Federal prosecutors warned they were diverting resources from drug-smuggling cases in southern California to handle the flood of immigration charges brought on by the Trump administration’s border crackdown, records obtained by USA TODAY show.
Days after Attorney General Jeff Sessions instructed prosecutors to bring charges against anyone who enters the United States illegally, a Justice Department supervisor in San Diego sent an email to border authorities warning that immigration cases “will occupy substantially more of our resources.” He wrote that the U.S. Attorney’s Office there was “diverting staff, both support and attorneys, accordingly.”
The email, sent by the lawyer who runs the office’s major crimes unit, said prosecutors needed to streamline their work on smuggling cases. He said that would mean tight deadlines – sometimes just a few hours to produce reports and recordings – for those that would land in federal court. Going forward, the lawyer, Fred Sheppard, warned, if agents can’t meet that high bar, “the case will be declined.”
Sessions last month ordered instructed federal prosecutors along the southwest border to bring criminal charges against every adult caught entering the United States illegally, a “zero tolerance” push meant to deter migrants. Those cases typically are seldom more than symbolic — most of the people who are charged are sentenced to no additional jail time and a $10 fee — but they have served as the legal basis for separating thousands of children from their parents at the border.
The border crackdown has produced a high-speed assembly line of minor cases in federal courts from California to Texas, more than doubling the caseloads there. This month alone, USA TODAY identified more than 4,100 migrants who were charged with minor crimes after crossing into the United States from Mexico.
Kelly Thornton, a spokeswoman for the U.S. Attorney’s Office, said in a statement that the Justice Department “has given our district the necessary resources – including 10 additional prosecutor positions plus at least five Department of Defense attorneys - to prosecute all of these crimes.” She said the number of smuggling cases prosecuted there is on track to go up this year.
Still, there are signs that border authorities are seeking to prosecute drug smugglers in state courts instead, even though the possible sentences typically are harsher in the federal system.

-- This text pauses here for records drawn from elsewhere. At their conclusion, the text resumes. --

#[cfg(test)]
pub(crate) mod tests {
    use super::*;
    use crate::geometry::displace;
    use crate::graph::fixtures::{origin, strip};
    use crate::graph::GraphBuilder;

    pub fn snap(graph: &Graph, edge: EdgeId, time_ms: i64, fraction: f64) -> Snapping {
        let e = &graph[edge];
        let a = graph[e.from].position;
        let b = graph[e.to].position;
        let point = geo::Point::new(a.x() + (b.x() - a.x()) * fraction, a.y() + (b.y() - a.y()) * fraction);
        let fix = crate::track::TimeCoordinate {
            position: point,
            timestamp_ms: time_ms,
            interval_s: 1.0,
            altitude_m: 0.0,
        };
        Snapping::from_fix(graph, edge, &fix, point, 0.0)
    }

    /// Stand P, then T of `approach_m`, a dead-end spur X-Y off the end of T, and an exit U:
    /// s -P- a -T- b -X- c -Y- d, b -U- e
    fn spur_airport(approach_m: f64) -> (Graph, [EdgeId; 5]) {
        let mut g = GraphBuilder::new();
        let o = origin();
        let s = g.add_node(o, NodeRole::Stand, Some("B7".into()));
        let a = g.add_node(displace(o, 20.0, 0.0), NodeRole::Intersection, None);
        let b = g.add_node(displace(o, 20.0 + approach_m, 0.0), NodeRole::Intersection, None);
        let c = g.add_node(displace(o, 20.0 + approach_m, 40.0), NodeRole::Intermediate, None);
        let d = g.add_node(displace(o, 20.0 + approach_m, 80.0), NodeRole::Intermediate, None);
        let e = g.add_node(displace(o, 70.0 + approach_m, 0.0), NodeRole::Intersection, None);
        let p = g.add_edge(s, a, EdgeRole::StandConnection, None, None).unwrap();
        let t = g.add_edge(a, b, EdgeRole::Taxiway, None, None).unwrap();
        let x = g.add_edge(b, c, EdgeRole::Taxiway, None, None).unwrap();
        let y = g.add_edge(c, d, EdgeRole::Taxiway, None, None).unwrap();
        let u = g.add_edge(b, e, EdgeRole::Taxiway, None, None).unwrap();
        (g.build(), [p, t, x, y, u])
    }

    fn spur_route(graph: &Graph, edges: [EdgeId; 5]) -> Route {
        let [p, t, x, y, u] = edges;
        let snappings = [p, t, x, y, x, u]
            .iter()
            .enumerate()
            .map(|(i, &e)| snap(graph, e, 1000 * i as i64, 0.5))
            .collect();
        Route::from_snappings(graph, snappings)
    }

    #[test]
    fn test_double_back_inserts_reversed_step() {
        let (graph, edges) = spur_airport(25.0);
        let [p, t, x, y, u] = edges;
        let route = spur_route(&graph, edges);
        assert_eq!(route.edges(), vec![p, t, x, y, y, x, u]);
        let directions: Vec<bool> = route.steps.iter().map(|s| s.forward).collect();
        assert_eq!(directions, vec![true, true, true, true, false, false, true]);
    }

    #[test]
    fn test_reverse_direction_from_shared_node() {
        let s = strip();
        let [sc, t1, t2, _] = s.edges;
        let snappings = [t2, t1, sc].iter().map(|&e| snap(&s.graph, e, 0, 0.5)).collect();
        let route = Route::from_snappings(&s.graph, snappings);
        assert!(route.steps.iter().all(|s| !s.forward));
    }

    #[test]
    fn test_branch_near_stand_is_kept() {
        let (graph, edges) = spur_airport(25.0);
        let mut route = spur_route(&graph, edges);
        route.trim_branches(&graph, 30.0);
        assert_eq!(route.steps.len(), 7);
    }

    #[test]
    fn test_branch_far_from_stand_is_trimmed() {
        let (graph, edges) = spur_airport(40.0);
        let [p, t, _, _, u] = edges;
        let mut route = spur_route(&graph, edges);
        route.trim_branches(&graph, 30.0);
        assert_eq!(route.edges(), vec![p, t, u]);
    }

    #[test]
    fn test_branch_near_runway_ahead_is_kept() {
        // Same spur, but the exit leads straight onto a runway
        let mut g = GraphBuilder::new();
        let o = origin();
        let a = g.add_node(o, NodeRole::Intersection, None);
        let b = g.add_node(displace(o, 60.0, 0.0), NodeRole::Intersection, None);
        let c = g.add_node(displace(o, 60.0, 40.0), NodeRole::Intermediate, None);
        let r = g.add_node(displace(o, 80.0, 0.0), NodeRole::Runway, None);
        let r2 = g.add_node(displace(o, 500.0, 0.0), NodeRole::Runway, None);
        let t = g.add_edge(a, b, EdgeRole::Taxiway, None, None).unwrap();
        let x = g.add_edge(b, c, EdgeRole::Taxiway, None, None).unwrap();
        let u = g.add_edge(b, r, EdgeRole::Taxiway, None, None).unwrap();
        g.add_edge(r, r2, EdgeRole::Runway, Some("09/27".into()), None).unwrap();
        let graph = g.build();

        let snappings = [t, x, x, u].iter().map(|&e| snap(&graph, e, 0, 0.5)).collect();
        let mut route = Route::from_snappings(&graph, snappings);
        // from_snappings merges nothing, so the repeated x shows up as a spike
        assert_eq!(route.edges(), vec![t, x, x, u]);
        route.trim_branches(&graph, 30.0);
        assert_eq!(route.edges(), vec![t, x, x, u]);
    }

    #[test]
    fn test_runway_direction_follows_travel() {
        let s = strip();
        let [sc, t1, t2, r] = s.edges;
        let snappings = [sc, t1, t2, r].iter().map(|&e| snap(&s.graph, e, 0, 0.5)).collect();
        let mut route = Route::from_snappings(&s.graph, snappings);
        route.assign_runway_directions(&s.graph);
        assert_eq!(route.first_runway.as_deref(), Some("09"));
        assert_eq!(route.steps[3].runway.as_deref(), Some("09"));

        let backwards = [r, t2, t1, sc].iter().map(|&e| snap(&s.graph, e, 0, 0.5)).collect();
        let mut route = Route::from_snappings(&s.graph, backwards);
        route.assign_runway_directions(&s.graph);
        assert_eq!(route.last_runway.as_deref(), Some("27"));
    }

    #[test]
    fn test_time_estimates_at_edge_boundaries() {
        let s = strip();
        let [sc, t1, t2, r] = s.edges;
        // Sampled at each edge's midpoint, ten seconds apart
        let snappings = [sc, t1, t2, r]
            .iter()
            .enumerate()
            .map(|(i, &e)| snap(&s.graph, e, 10_000 * i as i64, 0.5))
            .collect();
        let mut route = Route::from_snappings(&s.graph, snappings);
        route.estimate_times(&s.graph, true);

        let t1_time = &route.steps[1].time;
        assert_eq!(t1_time.status, TimeStatus::Ok);
        assert_eq!(t1_time.in_ms, Some(5_000));
        assert_eq!(t1_time.out_ms, Some(15_000));
        assert_eq!(t1_time.seconds, Some(10.0));

        assert_eq!(route.steps[0].time.seconds, None);
        assert_eq!(route.steps[0].time.out_ms, Some(5_000));
        assert_eq!(route.steps[3].time.in_ms, Some(25_000));
        assert_eq!(route.steps[3].time.seconds, None);
    }

    #[test]
    fn test_interpolated_times_truncate_to_whole_ms() {
        let s = strip();
        let snappings = s
            .edges
            .iter()
            .enumerate()
            .map(|(i, &e)| snap(&s.graph, e, 999 * i as i64, 0.5))
            .collect();
        let mut route = Route::from_snappings(&s.graph, snappings);
        route.estimate_times(&s.graph, true);

        // Halfway between samples 999 ms apart lands on x.5 ms
        assert_eq!(route.steps[1].time.in_ms, Some(499));
        assert_eq!(route.steps[1].time.out_ms, Some(1498));
        assert_eq!(route.steps[1].time.seconds, Some(0.999));
    }

    #[test]
    fn test_times_absent_without_explicit_intervals() {
        let s = strip();
        let snappings = s.edges.iter().map(|&e| snap(&s.graph, e, 0, 0.5)).collect();
        let mut route = Route::from_snappings(&s.graph, snappings);
        route.estimate_times(&s.graph, false);
        assert!(route.steps.iter().all(|s| s.time == EdgeTime::default()));
    }

    #[test]
    fn test_u_turn_has_no_time() {
        let (graph, edges) = spur_airport(40.0);
        let mut route = spur_route(&graph, edges);
        route.estimate_times(&graph, true);
        assert_eq!(route.steps[3].time.status, TimeStatus::UTurn);
        assert_eq!(route.steps[4].time.status, TimeStatus::UTurn);
        assert_eq!(route.steps[2].time.status, TimeStatus::Ok);
    }

    /// Stand A, out to a runway, back off it and into stand B:
    /// A -sa- n1 -t1- rc1 =R= rc2 -t2- n2 -sb- B
    fn round_trip() -> (Graph, [EdgeId; 5]) {
        let mut g = GraphBuilder::new();
        let o = origin();
        let stand_a = g.add_node(o, NodeRole::Stand, Some("A".into()));
        let n1 = g.add_node(displace(o, 40.0, 0.0), NodeRole::Intersection, None);
        let rc1 = g.add_node(displace(o, 40.0, 200.0), NodeRole::Runway, None);
        let rc2 = g.add_node(displace(o, 1040.0, 200.0), NodeRole::Runway, None);
        let n2 = g.add_node(displace(o, 1040.0, 0.0), NodeRole::Intersection, None);
        let stand_b = g.add_node(displace(o, 1080.0, 0.0), NodeRole::Stand, Some("B".into()));
        let sa = g.add_edge(stand_a, n1, EdgeRole::StandConnection, None, None).unwrap();
        let t1 = g.add_edge(n1, rc1, EdgeRole::Taxiway, None, None).unwrap();
        let rw = g.add_edge(rc1, rc2, EdgeRole::Runway, Some("09/27".into()), None).unwrap();
        let t2 = g.add_edge(rc2, n2, EdgeRole::Taxiway, None, None).unwrap();
        let sb = g.add_edge(n2, stand_b, EdgeRole::StandConnection, None, None).unwrap();
        (g.build(), [sa, t1, rw, t2, sb])
    }

    #[test]
    fn test_split_stand_runway_stand() {
        let (graph, edges) = round_trip();
        let [sa, t1, _, t2, sb] = edges;
        let snappings = edges.iter().map(|&e| snap(&graph, e, 0, 0.5)).collect();
        let mut route = Route::from_snappings(&graph, snappings);
        route.assign_runway_directions(&graph);
        route.remove_runway_steps(&graph);

        let routes = route.split(&graph);
        assert_eq!(routes.len(), 2);
        assert_eq!(routes[0].edges(), vec![sa, t1]);
        assert_eq!(routes[1].edges(), vec![t2, sb]);
        assert_eq!(routes[0].runway_used.as_deref(), Some("09"));
        assert_eq!(routes[1].runway_used.as_deref(), Some("09"));
        assert_eq!(routes[0].stand_name(&graph).as_deref(), Some("A"));
        assert_eq!(routes[1].stand_name(&graph).as_deref(), Some("B"));
    }

    #[test]
    fn test_single_departure_uses_last_runway() {
        let s = strip();
        let snappings = s.edges.iter().map(|&e| snap(&s.graph, e, 0, 0.5)).collect();
        let mut route = Route::from_snappings(&s.graph, snappings);
        route.assign_runway_directions(&s.graph);
        route.remove_runway_steps(&s.graph);

        let routes = route.split(&s.graph);
        assert_eq!(routes.len(), 1);
        assert_eq!(routes[0].edges(), s.edges[..3].to_vec());
        assert_eq!(routes[0].runway_used.as_deref(), Some("09"));
        assert_eq!(routes[0].visited_stands(&s.graph), vec![s.nodes[0]]);
        assert_eq!(routes[0].runway_entrances(&s.graph), vec![s.nodes[3]]);
    }

    #[test]
    fn test_route_without_stand_splits_to_nothing() {
        let s = strip();
        let snappings = s.edges[1..3].iter().map(|&e| snap(&s.graph, e, 0, 0.5)).collect();
        let route = Route::from_snappings(&s.graph, snappings);
        assert!(route.split(&s.graph).is_empty());
    }
}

The District Attorney’s office in San Diego said Friday that the number of cases submitted to them by border authorities had more than doubled since the administration started its border crackdown. Spokeswoman Tanya Sierra said Homeland Security agents referred 96 drug cases to the office between May 21 and June 21, compared to 47 over the same period last year.
Most of the cases involved more than a kilogram of drugs, Sierra said.
Meanwhile, the number of people charged in federal court has dropped since the start of the administration’s zero-tolerance push, said Reuben Cahn, the chief federal public defender in San Diego.
Sheppard’s May 18 email warned Homeland Security officials that prosecutors would have fewer resources to deal with “reactive matters,” a category that includes cases in which the Border Patrol catches someone smuggling drugs into the United States. From then on, he said, the Justice Department would agree to bring those cases to federal court only if agents had them wrapped up by 8:30 the next morning. To do that, he said, agents would need to have “finalized” reports signed by their supervisors, two copies of recordings of interviews with the suspect, two copies of surveillance video and a dump of the suspect’s cellphone.
He wrote that the change was meant to “streamline” smuggling cases so that prosecutors could resolve immigration cases more quickly.
The policy applies only to southern California.
Spokesman for the Department of Homeland Security declined to comment.
The administration’s border crackdown sparked an international backlash because it frequently resulted in parents being separated from their children while they waited to face criminal charges. The government has said that more than 2,300 children were split from their relatives.
USA TODAY examined 2,598 written judgments in border-crossing cases filed in federal courts along the border since mid-May. In nearly 70 percent of those cases, migrants pleaded guilty and immediately received a sentence of time served, meaning they would spend no additional time in jail. Another 13 percent were sentenced to unsupervised probation, including a condition that they not illegally re-enter the United States. In both cases, that meant they would immediately be returned to immigration officials to be processed for deportation, leaving them in essentially the same position as if they had not been prosecuted.
When he announced the crackdown to a gathering of police officials in San Diego last month, Sessions offered this explanation: “We are not going to let this country be overwhelmed. People are not going to caravan or otherwise stampede our border,” he said. “We need legality and integrity in the system.”